DIRECTIONS —
If a line of the data contains the word "actuators", it is counted; report how many such lines there are and nothing else.

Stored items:
****************
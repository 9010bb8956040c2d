//! Name-to-handle resolution for host entities.
//!
//! Report variables are matched by name and then disambiguated by key.
//! Schedules, free variables and actuators resolve to a [`HostTarget`], the
//! single place where an external value is written back into the host.

use std::fmt;

use crate::config::{ConfigError, same_name};
use crate::error::{CosimError, CosimResult, ResolveError};
use crate::host::HostModel;

/// Kind of host entity an external value is delivered to.
#[derive(Debug, Clone, Copy, PartialEq, Eq, Hash)]
pub enum BindingKind {
    Schedule,
    FreeVariable,
    Actuator,
}

impl BindingKind {
    /// Every kind, in the order outputs are fetched from an external model.
    pub const ALL: [BindingKind; 3] = [Self::Schedule, Self::FreeVariable, Self::Actuator];

    /// Parses the tag used in variable-mapping descriptors.
    pub fn from_tag(tag: &str) -> Option<Self> {
        if same_name(tag, "schedule") {
            Some(Self::Schedule)
        } else if same_name(tag, "variable") {
            Some(Self::FreeVariable)
        } else if same_name(tag, "actuator") {
            Some(Self::Actuator)
        } else {
            None
        }
    }

    /// Descriptor tag of this kind.
    pub fn tag(self) -> &'static str {
        match self {
            Self::Schedule => "schedule",
            Self::FreeVariable => "variable",
            Self::Actuator => "actuator",
        }
    }
}

impl fmt::Display for BindingKind {
    fn fmt(&self, f: &mut fmt::Formatter<'_>) -> fmt::Result {
        f.write_str(self.tag())
    }
}

/// A resolved, writable host entity.
#[derive(Debug, Clone, Copy, PartialEq, Eq)]
pub enum HostTarget {
    Schedule(usize),
    FreeVariable(usize),
    Actuator(usize),
}

impl HostTarget {
    /// Kind of the target.
    pub fn kind(self) -> BindingKind {
        match self {
            Self::Schedule(_) => BindingKind::Schedule,
            Self::FreeVariable(_) => BindingKind::FreeVariable,
            Self::Actuator(_) => BindingKind::Actuator,
        }
    }

    /// Host handle of the target.
    pub fn handle(self) -> usize {
        match self {
            Self::Schedule(h) | Self::FreeVariable(h) | Self::Actuator(h) => h,
        }
    }

    /// Whether writing this target requires a rule refresh.
    pub fn is_rule_variable(self) -> bool {
        !matches!(self, Self::Schedule(_))
    }

    /// Writes `value` into the host entity.
    pub fn apply(self, host: &mut dyn HostModel, value: f64) {
        match self {
            Self::Schedule(h) => host.set_schedule_value(h, value),
            Self::FreeVariable(h) | Self::Actuator(h) => host.set_rule_variable(h, value),
        }
    }
}

/// Resolves a report variable by `key` and `name`.
///
/// # Errors
///
/// Returns [`ResolveError::OutputNotFound`] if no variable matches both.
pub fn resolve_output(host: &dyn HostModel, key: &str, name: &str) -> Result<usize, ResolveError> {
    host.output_keys(name)
        .into_iter()
        .find(|(k, _)| same_name(k, key))
        .map(|(_, handle)| handle)
        .ok_or_else(|| ResolveError::OutputNotFound {
            key: key.to_string(),
            name: name.to_string(),
        })
}

/// Resolves a writable host entity of the given kind.
///
/// Free variables and actuators must have been declared for external writes;
/// an ordinary rule variable with the same name is rejected.
///
/// # Errors
///
/// Returns [`ResolveError::TargetNotFound`] if nothing is called `name`, or
/// [`ResolveError::WrongDeclarationKind`] for an ordinary rule variable.
pub fn resolve_target(
    host: &dyn HostModel,
    kind: BindingKind,
    name: &str,
) -> Result<HostTarget, ResolveError> {
    let not_found = || ResolveError::TargetNotFound {
        kind,
        name: name.to_string(),
    };
    match kind {
        BindingKind::Schedule => host
            .find_schedule(name)
            .map(HostTarget::Schedule)
            .ok_or_else(not_found),
        BindingKind::FreeVariable | BindingKind::Actuator => {
            let found = host.find_rule_variable(name).ok_or_else(not_found)?;
            if !found.externally_writable {
                return Err(ResolveError::WrongDeclarationKind {
                    kind,
                    name: name.to_string(),
                });
            }
            Ok(match kind {
                BindingKind::Actuator => HostTarget::Actuator(found.index),
                _ => HostTarget::FreeVariable(found.index),
            })
        }
    }
}

/// Accumulates resolution failures so every problem is reported together.
#[derive(Debug, Default)]
pub struct ResolutionLog {
    errors: Vec<ConfigError>,
}

impl ResolutionLog {
    /// Creates an empty log.
    pub fn new() -> Self {
        Self::default()
    }

    /// Keeps a successful resolution, or records its failure under `context`.
    pub fn record<T, E: fmt::Display>(&mut self, context: &str, result: Result<T, E>) -> Option<T> {
        match result {
            Ok(v) => Some(v),
            Err(e) => {
                log::error!("{context}: {e}");
                self.errors.push(ConfigError::new(context, e.to_string()));
                None
            }
        }
    }

    /// Records a configuration error that is not a resolution failure.
    pub fn push(&mut self, error: ConfigError) {
        log::error!("{}: {}", error.field, error.message);
        self.errors.push(error);
    }

    /// Number of failures recorded so far.
    pub fn len(&self) -> usize {
        self.errors.len()
    }

    /// Returns `true` if nothing failed.
    pub fn is_empty(&self) -> bool {
        self.errors.is_empty()
    }

    /// Ends the configuration pass.
    ///
    /// # Errors
    ///
    /// Returns [`CosimError::Config`] carrying every recorded failure.
    pub fn finish(self) -> CosimResult<()> {
        if self.errors.is_empty() {
            Ok(())
        } else {
            Err(CosimError::Config(self.errors))
        }
    }
}

#[cfg(test)]
mod tests {
    use super::*;
    use crate::host::{CalendarPosition, EntityTable, HostPhase, RuleVariable};

    struct TableHost(EntityTable);

    impl HostModel for TableHost {
        fn phase(&self) -> HostPhase {
            HostPhase::RunPeriod
        }
        fn zone_timestep_hours(&self) -> f64 {
            0.25
        }
        fn calendar(&self) -> CalendarPosition {
            CalendarPosition {
                month: 1,
                day_of_month: 1,
                hour_of_day: 1,
                leap_year: false,
            }
        }
        fn run_period_days(&self) -> u32 {
            1
        }
        fn elapsed_seconds(&self) -> f64 {
            0.0
        }
        fn output_keys(&self, name: &str) -> Vec<(String, usize)> {
            self.0.output_keys(name)
        }
        fn output_value(&self, handle: usize) -> f64 {
            self.0.output_value(handle)
        }
        fn find_schedule(&self, name: &str) -> Option<usize> {
            self.0.find_schedule(name)
        }
        fn find_rule_variable(&self, name: &str) -> Option<RuleVariable> {
            self.0.find_rule_variable(name)
        }
        fn set_schedule_value(&mut self, handle: usize, value: f64) {
            self.0.set_schedule_value(handle, value);
        }
        fn set_rule_variable(&mut self, handle: usize, value: f64) {
            self.0.set_rule_variable(handle, value);
        }
    }

    fn host() -> TableHost {
        let mut t = EntityTable::new();
        t.add_output("ZONE 1", "Zone Mean Air Temperature", 20.0);
        t.add_output("ZONE 2", "Zone Mean Air Temperature", 18.0);
        t.add_schedule("TSetHea", 20.0);
        t.add_rule_variable("yShade", 0.0, true);
        t.add_rule_variable("internalCounter", 0.0, false);
        TableHost(t)
    }

    #[test]
    fn key_disambiguates_same_named_outputs() {
        let h = host();
        let a = resolve_output(&h, "zone 2", "zone mean air temperature").expect("resolves");
        assert_eq!(h.output_value(a), 18.0);
    }

    #[test]
    fn unknown_key_fails() {
        let h = host();
        let err = resolve_output(&h, "ZONE 3", "Zone Mean Air Temperature");
        assert!(matches!(err, Err(ResolveError::OutputNotFound { .. })));
    }

    #[test]
    fn ordinary_rule_variable_rejected() {
        let h = host();
        let err = resolve_target(&h, BindingKind::Actuator, "internalCounter");
        assert!(matches!(err, Err(ResolveError::WrongDeclarationKind { .. })));
        let ok = resolve_target(&h, BindingKind::FreeVariable, "YSHADE").expect("writable");
        assert_eq!(ok.kind(), BindingKind::FreeVariable);
    }

    #[test]
    fn apply_dispatches_on_kind() {
        let mut h = host();
        let sched = resolve_target(&h, BindingKind::Schedule, "tsethea").expect("schedule");
        let var = resolve_target(&h, BindingKind::Actuator, "yShade").expect("actuator");
        sched.apply(&mut h, 22.5);
        var.apply(&mut h, 1.0);
        assert_eq!(h.0.schedule_named("TSetHea"), Some(22.5));
        assert_eq!(h.0.rule_named("yShade"), Some(1.0));
        assert!(var.is_rule_variable());
        assert!(!sched.is_rule_variable());
    }

    #[test]
    fn log_accumulates_all_failures() {
        let h = host();
        let mut log = ResolutionLog::new();
        let a = log.record("a", resolve_target(&h, BindingKind::Schedule, "missing"));
        let b = log.record("b", resolve_output(&h, "ZONE 9", "Zone Mean Air Temperature"));
        let c = log.record("c", resolve_target(&h, BindingKind::Schedule, "TSetHea"));
        assert!(a.is_none() && b.is_none() && c.is_some());
        assert_eq!(log.len(), 2);
        match log.finish() {
            Err(CosimError::Config(errors)) => assert_eq!(errors.len(), 2),
            other => panic!("expected config error, got {other:?}"),
        }
    }

    #[test]
    fn tags_round_trip() {
        for kind in BindingKind::ALL {
            assert_eq!(BindingKind::from_tag(kind.tag()), Some(kind));
        }
        assert_eq!(BindingKind::from_tag("meter"), None);
    }
}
****************
REPLY —
2